(Data excerpts)

//! Shared Socket
//!
//! The write half of a session's connection, shared between the read loop
//! and the liveness monitor. Either side may close it; only the first close
//! reaches the transport. Closing also wakes anyone waiting in
//! [`SharedSocket::closed`], which is how the read loop learns that the
//! monitor gave up on the connection.

use std::sync::atomic::{AtomicBool, Ordering};

use tokio::sync::Mutex;
use tokio_util::sync::CancellationToken;

use crate::application::ports::{FrameWriter, TransportError};

/// Write half of a connection with idempotent close.
#[derive(Debug)]
pub struct SharedSocket<W> {
    writer: Mutex<W>,
    closed: AtomicBool,
    closed_signal: CancellationToken,
}

impl<W: FrameWriter> SharedSocket<W> {
    /// Wrap a write half.
    #[must_use]
    pub fn new(writer: W) -> Self {
        Self {
            writer: Mutex::new(writer),
            closed: AtomicBool::new(false),
            closed_signal: CancellationToken::new(),
        }
    }

    /// Send a keepalive ping.
    ///
    /// # Errors
    ///
    /// Returns [`TransportError::Closed`] once the socket has been closed, or
    /// the transport error if the ping cannot be written.
    pub async fn ping(&self) -> Result<(), TransportError> {
        if self.is_closed() {
            return Err(TransportError::Closed);
        }
        self.writer.lock().await.send_ping().await
    }

    /// Close the socket.
    ///
    /// Returns `true` for the call that actually closed it and `false` for
    /// every later call. Transport errors during close are logged, not
    /// returned: the connection is unusable either way.
    pub async fn close(&self) -> bool {
        if self.closed.swap(true, Ordering::AcqRel) {
            return false;
        }
        self.closed_signal.cancel();
        if let Err(e) = self.writer.lock().await.close().await {
            tracing::debug!(error = %e, "Error while closing socket");
        }
        true
    }

    /// Wait until [`SharedSocket::close`] has been called.
    pub async fn closed(&self) {
        self.closed_signal.cancelled().await;
    }

    /// Whether [`SharedSocket::close`] has been called.
    #[must_use]
    pub fn is_closed(&self) -> bool {
        self.closed.load(Ordering::Acquire)
    }
}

TASK: For each entry above, write out an exact copy.

ANSWER SPACE:
//! Shared Socket
//!
//! The write half of a session's connection, shared between the read loop
//! and the liveness monitor. Either side may close it; only the first close
//! reaches the transport. Closing also wakes anyone waiting in
//! [`SharedSocket::closed`], which is how the read loop learns that the
//! monitor gave up on the connection.

use std::sync::atomic::{AtomicBool, Ordering};

use tokio::sync::Mutex;
use tokio_util::sync::CancellationToken;

use crate::application::ports::{FrameWriter, TransportError};

/// Write half of a connection with idempotent close.
#[derive(Debug)]
pub struct SharedSocket<W> {
    writer: Mutex<W>,
    closed: AtomicBool,
    closed_signal: CancellationToken,
}

impl<W: FrameWriter> SharedSocket<W> {
    /// Wrap a write half.
    #[must_use]
    pub fn new(writer: W) -> Self {
        Self {
            writer: Mutex::new(writer),
            closed: AtomicBool::new(false),
            closed_signal: CancellationToken::new(),
        }
    }

    /// Send a keepalive ping.
    ///
    /// # Errors
    ///
    /// Returns [`TransportError::Closed`] once the socket has been closed, or
    /// the transport error if the ping cannot be written.
    pub async fn ping(&self) -> Result<(), TransportError> {
        if self.is_closed() {
            return Err(TransportError::Closed);
        }
        self.writer.lock().await.send_ping().await
    }

    /// Close the socket.
    ///
    /// Returns `true` for the call that actually closed it and `false` for
    /// every later call. Transport errors during close are logged, not
    /// returned: the connection is unusable either way.
    pub async fn close(&self) -> bool {
        if self.closed.swap(true, Ordering::AcqRel) {
            return false;
        }
        self.closed_signal.cancel();
        if let Err(e) = self.writer.lock().await.close().await {
            tracing::debug!(error = %e, "Error while closing socket");
        }
        true
    }

    /// Wait until [`SharedSocket::close`] has been called.
    pub async fn closed(&self) {
        self.closed_signal.cancelled().await;
    }

    /// Whether [`SharedSocket::close`] has been called.
    #[must_use]
    pub fn is_closed(&self) -> bool {
        self.closed.load(Ordering::Acquire)
    }
}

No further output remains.